A fantastic TED talk about how information is filtered and how this affects our aspirational selves. How filters (both conscious and automated ones) affect our sense of self and our sense of place within society, how we don’t always see what we need to see, but rather what automated gatekeepers believe what we want to see. This is essentially the downside of relentless customization, this lack of introduction of contradictory information, information that challenges existing worldviews or expands cognitive capacity.
As I always do, there are limitless learning manifestations that I immediastely gravitate towards. How filters can be introduced consciously based on immediate need as well as a sense of actualized activity, activity designed to introduce conflicting information, information that in turn forces us to reconfigure our worldviews, reanalyze a particular stance, or even merely overwhelms us. The downside of customization is excessive predictability and the need for systematic randomness (not a contradiction in terms). The need for complexity in terms of aggregared information sources, information sources that challenge a complex construction of knowledge. To know that a theory can still be valid and not work all the time, that there are ghosts in the cognitive machine that influence understanding and behavior.

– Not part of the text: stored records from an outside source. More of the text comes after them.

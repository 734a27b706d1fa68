//! Topic-based publish/subscribe fabric connecting agents.
//!
//! Delivery is at-least-once and ordered per topic per publisher. There
//! is no persistence: late subscribers miss prior events. Each
//! subscriber is serviced through a bounded queue; when a slow
//! subscriber falls behind, its oldest unread events are dropped and
//! the topic's `backpressure` counter is incremented. Publishing never
//! blocks.

use std::sync::atomic::{AtomicU64, Ordering};
use std::sync::Arc;

use tokio::sync::broadcast;

use crate::domain::{Fingerprint, Opportunity, Position, StrategyId, TradeRecord};

/// Bus topics.
#[derive(Debug, Clone, Copy, PartialEq, Eq, Hash)]
pub enum Topic {
    Opportunity,
    StrategyGenerated,
    StrategyEvolved,
    TradeExecuted,
    PositionUpdated,
}

impl Topic {
    const ALL: [Topic; 5] = [
        Topic::Opportunity,
        Topic::StrategyGenerated,
        Topic::StrategyEvolved,
        Topic::TradeExecuted,
        Topic::PositionUpdated,
    ];

    fn index(self) -> usize {
        match self {
            Topic::Opportunity => 0,
            Topic::StrategyGenerated => 1,
            Topic::StrategyEvolved => 2,
            Topic::TradeExecuted => 3,
            Topic::PositionUpdated => 4,
        }
    }
}

impl std::fmt::Display for Topic {
    fn fmt(&self, f: &mut std::fmt::Formatter<'_>) -> std::fmt::Result {
        let s = match self {
            Topic::Opportunity => "opportunity",
            Topic::StrategyGenerated => "strategy.generated",
            Topic::StrategyEvolved => "strategy.evolved",
            Topic::TradeExecuted => "trade.executed",
            Topic::PositionUpdated => "position.updated",
        };
        write!(f, "{s}")
    }
}

/// An immutable, timestamped event record.
#[derive(Debug, Clone)]
pub enum Event {
    OpportunityDetected(Arc<Opportunity>),
    OpportunityRefreshed(Fingerprint),
    StrategyGenerated(StrategyId),
    StrategyEvolved { parent: StrategyId, child: StrategyId },
    TradeExecuted(Arc<TradeRecord>),
    PositionUpdated(Arc<Position>),
}

impl Event {
    /// The topic this event belongs to.
    #[must_use]
    pub fn topic(&self) -> Topic {
        match self {
            Event::OpportunityDetected(_) | Event::OpportunityRefreshed(_) => Topic::Opportunity,
            Event::StrategyGenerated(_) => Topic::StrategyGenerated,
            Event::StrategyEvolved { .. } => Topic::StrategyEvolved,
            Event::TradeExecuted(_) => Topic::TradeExecuted,
            Event::PositionUpdated(_) => Topic::PositionUpdated,
        }
    }
}

struct TopicChannel {
    sender: broadcast::Sender<Event>,
    backpressure: AtomicU64,
}

/// The in-process message bus.
pub struct MessageBus {
    channels: [TopicChannel; 5],
}

impl MessageBus {
    #[must_use]
    pub fn new(queue_capacity: usize) -> Self {
        let channels = std::array::from_fn(|_| TopicChannel {
            sender: broadcast::channel(queue_capacity).0,
            backpressure: AtomicU64::new(0),
        });
        Self { channels }
    }

    /// Publish an event to its topic. Fan-out is best-effort: events
    /// published with no subscribers are dropped.
    pub fn publish(&self, event: Event) {
        let channel = &self.channels[event.topic().index()];
        // send only fails when there are no receivers
        let _ = channel.sender.send(event);
    }

    /// Subscribe to a topic. The subscription starts at the current
    /// head of the topic; prior events are not replayed.
    #[must_use]
    pub fn subscribe(self: &Arc<Self>, topic: Topic) -> Subscription {
        let channel = &self.channels[topic.index()];
        Subscription {
            receiver: channel.sender.subscribe(),
            bus: Arc::clone(self),
            topic,
        }
    }

    /// Events dropped for slow subscribers on this topic.
    #[must_use]
    pub fn backpressure(&self, topic: Topic) -> u64 {
        self.channels[topic.index()]
            .backpressure
            .load(Ordering::Relaxed)
    }

    /// Total dropped events across all topics.
    #[must_use]
    pub fn total_backpressure(&self) -> u64 {
        Topic::ALL.iter().map(|t| self.backpressure(*t)).sum()
    }

    fn note_lag(&self, topic: Topic, skipped: u64) {
        self.channels[topic.index()]
            .backpressure
            .fetch_add(skipped, Ordering::Relaxed);
    }
}

/// A per-subscriber bounded queue over one topic.
pub struct Subscription {
    receiver: broadcast::Receiver<Event>,
    bus: Arc<MessageBus>,
    topic: Topic,
}

impl Subscription {
    /// Receive the next event, waiting if none is queued. Returns
    /// `None` once the bus is dropped. Lagged gaps are accounted and
    /// skipped transparently.
    pub async fn recv(&mut self) -> Option<Event> {
        loop {
            match self.receiver.recv().await {
                Ok(event) => return Some(event),
                Err(broadcast::error::RecvError::Lagged(skipped)) => {
                    tracing::warn!(topic = %self.topic, skipped, "subscriber lagged, oldest events dropped");
                    self.bus.note_lag(self.topic, skipped);
                }
                Err(broadcast::error::RecvError::Closed) => return None,
            }
        }
    }

    /// Non-blocking receive; `None` when the queue is empty.
    pub fn try_recv(&mut self) -> Option<Event> {
        loop {
            match self.receiver.try_recv() {
                Ok(event) => return Some(event),
                Err(broadcast::error::TryRecvError::Lagged(skipped)) => {
                    self.bus.note_lag(self.topic, skipped);
                }
                Err(_) => return None,
            }
        }
    }
}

Learning activity for a modern learner. Design your algorithm. Account for categories of information that you want to filter. Pivot points in your search for types of information, tone of information, source of information, authority of information. Design an algorithm to fit certain learning outcome. Reverse engineer an algorithm to establish a valid set of resources for learning. Do it before it is done to you, for you, without you being challenged or improved by the process. How is this not a rich example of information literacy (reverse engineered)? Design the system that would retrieve the results that you want.
And yes, the Netflix example is perfect. Ironman comes straight to you, unfettered. Roshomon is perpetually jostled about the queue. The difference between our desire for entertainment and our pursuit of self-actualization.